WHAT THE TASK ASKS » Reproduce, character for character, the entries from their opening line through the line with "const OK_BODY: &str".
▶
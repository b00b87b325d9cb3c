//! Remote analyzer tests over scripted transports

use std::collections::VecDeque;
use std::sync::Arc;
use std::time::Duration;

use parking_lot::Mutex;

use super::request::{AnalysisRequest, ExecutionContext};
use super::transport::{CompletionTransport, TransportFuture};
use super::{RemoteAnalyzer, RemoteError, RetryPolicy};
use crate::logic::features::FeatureSnapshot;
use crate::logic::threat::AnomalyType;

const OK_BODY: &str = r#"{"isAnomalous":true,"anomalyScore":0.9,"anomalyType":"cpu_spike",
    "explanation":"pegged","confidence":0.95,"recommendations":["slow down"]}"#;

/// Replays a fixed list of outcomes; repeats the last one when drained
struct Scripted {
    outcomes: Mutex<VecDeque<Result<String, RemoteError>>>,
    calls: Mutex<Vec<String>>,
}

impl Scripted {
    fn new(outcomes: Vec<Result<String, RemoteError>>) -> Arc<Self> {
        Arc::new(Self {
            outcomes: Mutex::new(outcomes.into()),
            calls: Mutex::new(Vec::new()),
        })
    }

    fn calls(&self) -> Vec<String> {
        self.calls.lock().clone()
    }
}

impl CompletionTransport for Scripted {
    fn provider(&self) -> &str {
        "scripted"
    }

    fn complete<'a>(&'a self, credential: &'a str, _request: &'a AnalysisRequest) -> TransportFuture<'a> {
        self.calls.lock().push(credential.to_string());
        let outcome = {
            let mut outcomes = self.outcomes.lock();
            if outcomes.len() > 1 {
                outcomes.pop_front()
            } else {
                outcomes.front().cloned()
            }
        };
        Box::pin(async move { outcome.unwrap_or(Err(RemoteError::Network("script empty".into()))) })
    }
}

fn analyzer(transport: Arc<Scripted>, keys: &[&str], max_attempts: u32) -> RemoteAnalyzer {
    RemoteAnalyzer::new(
        transport,
        keys.iter().map(|k| k.to_string()).collect(),
        Duration::from_secs(60),
        RetryPolicy {
            max_attempts,
            base_delay: Duration::from_millis(1),
            max_delay: Duration::from_millis(5),
        },
        "test-model",
    )
}

fn request() -> AnalysisRequest {
    let context = ExecutionContext {
        run_id: "run-1".into(),
        command: "yes".into(),
        ..Default::default()
    };
    AnalysisRequest::new("test-model", &[], FeatureSnapshot::default(), Some(context))
}

#[tokio::test]
async fn test_success_first_try() {
    let transport = Scripted::new(vec![Ok(OK_BODY.to_string())]);
    let analyzer = analyzer(transport.clone(), &["k1", "k2"], 3);

    let analysis = analyzer.analyze(&request()).await.unwrap();
    assert_eq!(analysis.anomaly_type, AnomalyType::CpuSpike);
    assert_eq!(transport.calls(), vec!["k1"]);

    let usage = analyzer.credential_usage();
    assert_eq!(usage[0].successes, 1);
    assert_eq!(usage[0].provider, "scripted");
}

#[tokio::test]
async fn test_rate_limit_rotates_then_succeeds() {
    let transport = Scripted::new(vec![
        Err(RemoteError::RateLimited { retry_after: None }),
        Ok(OK_BODY.to_string()),
    ]);
    let analyzer = analyzer(transport.clone(), &["k1", "k2"], 3);

    assert!(analyzer.analyze(&request()).await.is_ok());
    assert_eq!(transport.calls(), vec!["k1", "k2"]);
    assert_eq!(analyzer.credential_usage()[0].rate_limited, 1);
}

#[tokio::test]
async fn test_rate_limited_everywhere_exhausts_credentials() {
    let transport = Scripted::new(vec![Err(RemoteError::RateLimited { retry_after: None })]);
    let analyzer = analyzer(transport.clone(), &["k1", "k2", "k3"], 3);

    let err = analyzer.analyze(&request()).await.unwrap_err();
    assert_eq!(err, RemoteError::CredentialsExhausted);
    assert_eq!(transport.calls(), vec!["k1", "k2", "k3"]);

    // cooldown survives across invocations
    let err = analyzer.analyze(&request()).await.unwrap_err();
    assert_eq!(err, RemoteError::CredentialsExhausted);
    assert_eq!(transport.calls().len(), 3);
}

#[tokio::test]
async fn test_server_errors_retry_then_give_up() {
    let transport = Scripted::new(vec![Err(RemoteError::Server(503))]);
    let analyzer = analyzer(transport.clone(), &["k1"], 3);

    let err = analyzer.analyze(&request()).await.unwrap_err();
    assert!(matches!(err, RemoteError::RetriesExhausted(_)));
    assert_eq!(transport.calls().len(), 3);
}

#[tokio::test]
async fn test_transient_then_success() {
    let transport = Scripted::new(vec![Err(RemoteError::Timeout), Ok(OK_BODY.to_string())]);
    let analyzer = analyzer(transport.clone(), &["k1"], 3);

    assert!(analyzer.analyze(&request()).await.is_ok());
    assert_eq!(transport.calls().len(), 2);
}

#[tokio::test]
async fn test_malformed_and_auth_fail_fast() {
    let transport = Scripted::new(vec![Ok("{\"verdict\":\"fine\"}".to_string())]);
    let malformed = analyzer(transport.clone(), &["k1", "k2"], 3);
    let err = malformed.analyze(&request()).await.unwrap_err();
    assert!(matches!(err, RemoteError::Malformed(_)));
    assert_eq!(transport.calls().len(), 1);

    let transport = Scripted::new(vec![Err(RemoteError::Unauthorized(401))]);
    let unauthorized = analyzer(transport.clone(), &["k1", "k2"], 3);
    let err = unauthorized.analyze(&request()).await.unwrap_err();
    assert_eq!(err, RemoteError::Unauthorized(401));
    assert_eq!(transport.calls().len(), 1);
}

#[tokio::test]
async fn test_no_credentials_is_not_configured() {
    let transport = Scripted::new(vec![Ok(OK_BODY.to_string())]);
    let analyzer = analyzer(transport.clone(), &[], 3);
    assert_eq!(analyzer.analyze(&request()).await.unwrap_err(), RemoteError::NotConfigured);
    assert!(transport.calls().is_empty());
}

#[tokio::test]
async fn test_huge_retry_after_falls_back_without_panic() {
    let transport = Scripted::new(vec![Err(RemoteError::RateLimited {
        retry_after: Some(Duration::from_secs(u64::MAX)),
    })]);
    let analyzer = analyzer(transport.clone(), &["k1"], 3);

    let err = analyzer.analyze(&request()).await.unwrap_err();
    assert_eq!(err, RemoteError::CredentialsExhausted);
    assert_eq!(transport.calls().len(), 1);
    assert!(analyzer.credential_usage()[0].cooldown_until.is_some());
}
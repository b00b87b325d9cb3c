//! Exponential backoff with ±20% jitter

use std::time::Duration;

use rand::Rng;

pub const JITTER: f64 = 0.2;

#[derive(Debug, Clone, PartialEq)]
pub struct RetryPolicy {
    pub max_attempts: u32,
    pub base_delay: Duration,
    pub max_delay: Duration,
}

impl Default for RetryPolicy {
    fn default() -> Self {
        Self {
            max_attempts: 3,
            base_delay: Duration::from_millis(500),
            max_delay: Duration::from_secs(10),
        }
    }
}

impl RetryPolicy {
    /// Un-jittered delay: base * 2^attempt, capped
    pub fn nominal_delay(&self, attempt: u32) -> Duration {
        let factor = 2u32.saturating_pow(attempt.min(20));
        self.base_delay
            .checked_mul(factor)
            .unwrap_or(self.max_delay)
            .min(self.max_delay)
    }

    pub fn delay(&self, attempt: u32) -> Duration {
        let nominal = self.nominal_delay(attempt).as_secs_f64();
        let jitter = rand::thread_rng().gen_range(-JITTER..=JITTER);
        Duration::from_secs_f64((nominal * (1.0 + jitter)).max(0.0))
    }
}

#[cfg(test)]
mod tests {
    use super::*;

    #[test]
    fn test_exponential_and_capped() {
        let policy = RetryPolicy {
            max_attempts: 5,
            base_delay: Duration::from_millis(100),
            max_delay: Duration::from_millis(700),
        };
        assert_eq!(policy.nominal_delay(0), Duration::from_millis(100));
        assert_eq!(policy.nominal_delay(2), Duration::from_millis(400));
        assert_eq!(policy.nominal_delay(3), Duration::from_millis(700));
        assert_eq!(policy.nominal_delay(60), Duration::from_millis(700));
    }

    #[test]
    fn test_jitter_within_twenty_percent() {
        let policy = RetryPolicy::default();
        for attempt in 0..4 {
            let nominal = policy.nominal_delay(attempt).as_secs_f64();
            for _ in 0..50 {
                let d = policy.delay(attempt).as_secs_f64();
                assert!(d >= nominal * 0.8 - 1e-9 && d <= nominal * 1.2 + 1e-9);
            }
        }
    }
}
//! Ingestion Module - Sample Log Tailing & Batching
//!
//! ## Structure
//! - `sample`: sample type + line parser
//! - `tail`: incremental reader over the collector's log
//! - `worker`: isolated worker thread, batches at a fixed cadence

pub mod sample;
pub mod tail;
pub mod worker;

#[cfg(test)]
mod tests;

pub use sample::{parse_line, ProcessMetricsSample};
pub use tail::SampleTail;
pub use worker::{spawn, IngestionHandle, WorkerCommand, WorkerConfig, WorkerMessage};
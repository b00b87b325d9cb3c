//! Analysis Persistence Store (SQLite)
//!
//! Ba loại record: runs, analyses (cascade theo run), credential usage.
//! Mọi thao tác ghi là insert hoặc upsert một dòng.

pub mod records;


use std::path::Path;

use chrono::{DateTime, SecondsFormat, Utc};
use parking_lot::Mutex;
use rusqlite::{params, Connection, OptionalExtension, Row};

pub use records::{AnalysisRecord, AnalysisStats, MonitoringRun};

use super::ai_bridge::CredentialUsage;
use super::error::{CoreError, CoreResult};
use super::threat::AnalysisSource;

const ANALYSIS_COLUMNS: &str = "id, run_id, timestamp, source, processing_ms, is_anomalous, \
     anomaly_score, anomaly_type, explanation, confidence, recommendations, features, samples";

pub struct AnalysisStore {
    conn: Mutex<Connection>,
}

/// Fixed-width UTC text, so string order equals time order
fn ts(t: &DateTime<Utc>) -> String {
    t.to_rfc3339_opts(SecondsFormat::Nanos, true)
}

fn parse_ts(idx: usize, text: &str) -> rusqlite::Result<DateTime<Utc>> {
    DateTime::parse_from_rfc3339(text)
        .map(|t| t.with_timezone(&Utc))
        .map_err(|e| rusqlite::Error::FromSqlConversionFailure(idx, rusqlite::types::Type::Text, Box::new(e)))
}

fn parse_opt_ts(idx: usize, text: Option<String>) -> rusqlite::Result<Option<DateTime<Utc>>> {
    text.map(|t| parse_ts(idx, &t)).transpose()
}

fn from_json<T: serde::de::DeserializeOwned>(idx: usize, text: &str) -> rusqlite::Result<T> {
    serde_json::from_str(text)
        .map_err(|e| rusqlite::Error::FromSqlConversionFailure(idx, rusqlite::types::Type::Text, Box::new(e)))
}

fn to_json<T: serde::Serialize>(value: &T) -> CoreResult<String> {
    serde_json::to_string(value).map_err(|e| CoreError::Persistence(e.to_string()))
}

fn conversion_error(idx: usize, msg: String) -> rusqlite::Error {
    rusqlite::Error::FromSqlConversionFailure(
        idx,
        rusqlite::types::Type::Text,
        Box::new(std::io::Error::new(std::io::ErrorKind::InvalidData, msg)),
    )
}

impl AnalysisStore {
    pub fn open(path: &Path) -> CoreResult<Self> {
        if let Some(parent) = path.parent() {
            std::fs::create_dir_all(parent).ok();
        }
        let conn = Connection::open(path)?;
        Self::init(conn)
    }

    pub fn open_in_memory() -> CoreResult<Self> {
        Self::init(Connection::open_in_memory()?)
    }

    fn init(conn: Connection) -> CoreResult<Self> {
        conn.execute_batch("PRAGMA foreign_keys = ON;")?;
        conn.execute_batch(include_str!("schema.sql"))?;
        Ok(Self { conn: Mutex::new(conn) })
    }

    // ========================================================================
    // RUNS
    // ========================================================================

    pub fn insert_run(&self, run: &MonitoringRun) -> CoreResult<()> {
        self.conn.lock().execute(
            "INSERT INTO runs (run_id, pid, command, start_time, end_time, exit_code)
             VALUES (?1, ?2, ?3, ?4, ?5, ?6)",
            params![
                run.run_id,
                run.pid,
                run.command,
                ts(&run.start_time),
                run.end_time.as_ref().map(ts),
                run.exit_code
            ],
        )?;
        Ok(())
    }

    /// Returns false when the run is unknown or already closed
    pub fn close_run(&self, run_id: &str, exit_code: Option<i32>) -> CoreResult<bool> {
        let changed = self.conn.lock().execute(
            "UPDATE runs SET end_time = ?1, exit_code = ?2 WHERE run_id = ?3 AND end_time IS NULL",
            params![ts(&Utc::now()), exit_code, run_id],
        )?;
        Ok(changed > 0)
    }

    pub fn get_run(&self, run_id: &str) -> CoreResult<Option<MonitoringRun>> {
        let conn = self.conn.lock();
        let run = conn
            .query_row(
                "SELECT run_id, pid, command, start_time, end_time, exit_code FROM runs WHERE run_id = ?1",
                params![run_id],
                Self::map_run,
            )
            .optional()?;
        Ok(run)
    }

    pub fn latest_run(&self) -> CoreResult<Option<MonitoringRun>> {
        let conn = self.conn.lock();
        let run = conn
            .query_row(
                "SELECT run_id, pid, command, start_time, end_time, exit_code FROM runs
                 ORDER BY start_time DESC LIMIT 1",
                [],
                Self::map_run,
            )
            .optional()?;
        Ok(run)
    }

    fn map_run(row: &Row) -> rusqlite::Result<MonitoringRun> {
        let start: String = row.get(3)?;
        Ok(MonitoringRun {
            run_id: row.get(0)?,
            pid: row.get(1)?,
            command: row.get(2)?,
            start_time: parse_ts(3, &start)?,
            end_time: parse_opt_ts(4, row.get(4)?)?,
            exit_code: row.get(5)?,
        })
    }

    // ========================================================================
    // ANALYSES
    // ========================================================================

    pub fn insert_analysis(&self, record: &AnalysisRecord) -> CoreResult<i64> {
        let a = &record.analysis;
        let recommendations = to_json(&a.recommendations)?;
        let features = to_json(&record.features)?;
        let samples = to_json(&record.samples)?;

        let conn = self.conn.lock();
        conn.execute(
            "INSERT INTO analyses (run_id, timestamp, source, processing_ms, is_anomalous, anomaly_score,
                anomaly_type, explanation, confidence, recommendations, features, samples)
             VALUES (?1, ?2, ?3, ?4, ?5, ?6, ?7, ?8, ?9, ?10, ?11, ?12)",
            params![
                record.run_id,
                ts(&record.timestamp),
                record.source.as_str(),
                record.processing_ms as i64,
                a.is_anomalous,
                a.anomaly_score,
                a.anomaly_type.as_str(),
                a.explanation,
                a.confidence,
                recommendations,
                features,
                samples
            ],
        )?;
        Ok(conn.last_insert_rowid())
    }

    /// Most recent first
    pub fn recent_analyses(&self, limit: u32) -> CoreResult<Vec<AnalysisRecord>> {
        self.query_analyses(
            &format!("SELECT {} FROM analyses ORDER BY timestamp DESC, id DESC LIMIT ?1", ANALYSIS_COLUMNS),
            params![limit],
        )
    }

    /// Oldest first
    pub fn analyses_for_run(&self, run_id: &str) -> CoreResult<Vec<AnalysisRecord>> {
        self.query_analyses(
            &format!("SELECT {} FROM analyses WHERE run_id = ?1 ORDER BY timestamp ASC, id ASC", ANALYSIS_COLUMNS),
            params![run_id],
        )
    }

    /// Highest score first
    pub fn anomalous_analyses(&self, limit: u32) -> CoreResult<Vec<AnalysisRecord>> {
        self.query_analyses(
            &format!(
                "SELECT {} FROM analyses WHERE is_anomalous = 1
                 ORDER BY anomaly_score DESC, timestamp DESC LIMIT ?1",
                ANALYSIS_COLUMNS
            ),
            params![limit],
        )
    }

    fn query_analyses(&self, sql: &str, args: impl rusqlite::Params) -> CoreResult<Vec<AnalysisRecord>> {
        let conn = self.conn.lock();
        let mut stmt = conn.prepare(sql)?;
        let rows = stmt.query_map(args, Self::map_analysis)?;
        Ok(rows.collect::<rusqlite::Result<Vec<_>>>()?)
    }

    fn map_analysis(row: &Row) -> rusqlite::Result<AnalysisRecord> {
        let timestamp: String = row.get(2)?;
        let source: String = row.get(3)?;
        let anomaly_type: String = row.get(7)?;
        let recommendations: String = row.get(10)?;
        let features: String = row.get(11)?;
        let samples: String = row.get(12)?;

        Ok(AnalysisRecord {
            id: row.get(0)?,
            run_id: row.get(1)?,
            timestamp: parse_ts(2, &timestamp)?,
            source: source
                .parse::<AnalysisSource>()
                .map_err(|e| conversion_error(3, e))?,
            processing_ms: row.get::<_, i64>(4)?.max(0) as u64,
            analysis: crate::logic::threat::AnomalyAnalysis {
                is_anomalous: row.get(5)?,
                anomaly_score: row.get(6)?,
                anomaly_type: anomaly_type.parse().map_err(|e| conversion_error(7, e))?,
                explanation: row.get(8)?,
                confidence: row.get(9)?,
                recommendations: from_json(10, &recommendations)?,
            },
            features: from_json(11, &features)?,
            samples: from_json(12, &samples)?,
        })
    }

    pub fn stats(&self) -> CoreResult<AnalysisStats> {
        let conn = self.conn.lock();
        let (total, anomalous, avg_score, avg_ms): (i64, Option<i64>, Option<f64>, Option<f64>) = conn
            .query_row(
                "SELECT COUNT(*), SUM(is_anomalous), AVG(anomaly_score), AVG(processing_ms) FROM analyses",
                [],
                |row| Ok((row.get(0)?, row.get(1)?, row.get(2)?, row.get(3)?)),
            )?;

        let total = total.max(0) as u64;
        let anomalous = anomalous.unwrap_or(0).max(0) as u64;
        Ok(AnalysisStats {
            total,
            anomalous,
            anomaly_rate: if total > 0 { anomalous as f64 / total as f64 } else { 0.0 },
            avg_score: avg_score.unwrap_or(0.0),
            avg_processing_ms: avg_ms.unwrap_or(0.0),
        })
    }

    // ========================================================================
    // CREDENTIAL USAGE
    // ========================================================================

    pub fn upsert_credential_usage(&self, usage: &CredentialUsage) -> CoreResult<()> {
        self.conn.lock().execute(
            "INSERT INTO credential_usage
                (credential_id, provider, requests, successes, failures, rate_limited, last_used, cooldown_until)
             VALUES (?1, ?2, ?3, ?4, ?5, ?6, ?7, ?8)
             ON CONFLICT(credential_id, provider) DO UPDATE SET
                requests = excluded.requests,
                successes = excluded.successes,
                failures = excluded.failures,
                rate_limited = excluded.rate_limited,
                last_used = excluded.last_used,
                cooldown_until = excluded.cooldown_until",
            params![
                usage.credential_id,
                usage.provider,
                usage.requests as i64,
                usage.successes as i64,
                usage.failures as i64,
                usage.rate_limited as i64,
                usage.last_used.as_ref().map(ts),
                usage.cooldown_until.as_ref().map(ts)
            ],
        )?;
        Ok(())
    }

    pub fn all_credential_usage(&self) -> CoreResult<Vec<CredentialUsage>> {
        let conn = self.conn.lock();
        let mut stmt = conn.prepare(
            "SELECT credential_id, provider, requests, successes, failures, rate_limited, last_used, cooldown_until
             FROM credential_usage ORDER BY provider, credential_id",
        )?;
        let rows = stmt.query_map([], |row| {
            Ok(CredentialUsage {
                credential_id: row.get(0)?,
                provider: row.get(1)?,
                requests: row.get::<_, i64>(2)?.max(0) as u64,
                successes: row.get::<_, i64>(3)?.max(0) as u64,
                failures: row.get::<_, i64>(4)?.max(0) as u64,
                rate_limited: row.get::<_, i64>(5)?.max(0) as u64,
                last_used: parse_opt_ts(6, row.get(6)?)?,
                cooldown_until: parse_opt_ts(7, row.get(7)?)?,
            })
        })?;
        Ok(rows.collect::<rusqlite::Result<Vec<_>>>()?)
    }

    // ========================================================================
    // MAINTENANCE
    // ========================================================================

    /// Deletes runs started more than `days` ago, their analyses cascade
    /// A window reaching past the representable calendar purges nothing
    pub fn purge_older_than(&self, days: u32) -> CoreResult<usize> {
        match Utc::now().checked_sub_signed(chrono::Duration::days(i64::from(days))) {
            Some(cutoff) => self.purge_before(cutoff),
            None => Ok(0),
        }
    }

    pub fn purge_before(&self, cutoff: DateTime<Utc>) -> CoreResult<usize> {
        let removed = self
            .conn
            .lock()
            .execute("DELETE FROM runs WHERE start_time < ?1", params![ts(&cutoff)])?;
        if removed > 0 {
            log::info!("Purged {} runs started before {}", removed, cutoff);
        }
        Ok(removed)
    }
}
//! Logic Module - Business Logic & Engines
//!
//! Chứa các engines xử lý: Execution, File Monitor, Ingestion, Features,
//! Threat (local classifier), AI Bridge (remote classifier), Store.
//!
//! ## Data flow
//! - `execution/` spawn process → external collector ghi sample log
//! - `ingestion/` tail log, gom batch theo nhịp cố định
//! - `analysis_loop` → `features/` → `ai_bridge/` hoặc `threat/` → `store/`
//! - `file_monitor` chạy độc lập, cùng pid

// Shared
pub mod config;
pub mod error;
pub mod events;
pub mod liveness;

// Engines
pub mod ai_bridge;
pub mod analysis_loop;
pub mod execution;
pub mod features;
pub mod file_monitor;
pub mod ingestion;
pub mod store;
pub mod threat;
◀
OUTPUT »
repository b00b87b325d9cb3c
//! Remote analyzer tests over scripted transports

use std::collections::VecDeque;
use std::sync::Arc;
use std::time::Duration;

use parking_lot::Mutex;

use super::request::{AnalysisRequest, ExecutionContext};
use super::transport::{CompletionTransport, TransportFuture};
use super::{RemoteAnalyzer, RemoteError, RetryPolicy};
use crate::logic::features::FeatureSnapshot;
use crate::logic::threat::AnomalyType;

const OK_BODY: &str = r#"{"isAnomalous":true,"anomalyScore":0.9,"anomalyType":"cpu_spike",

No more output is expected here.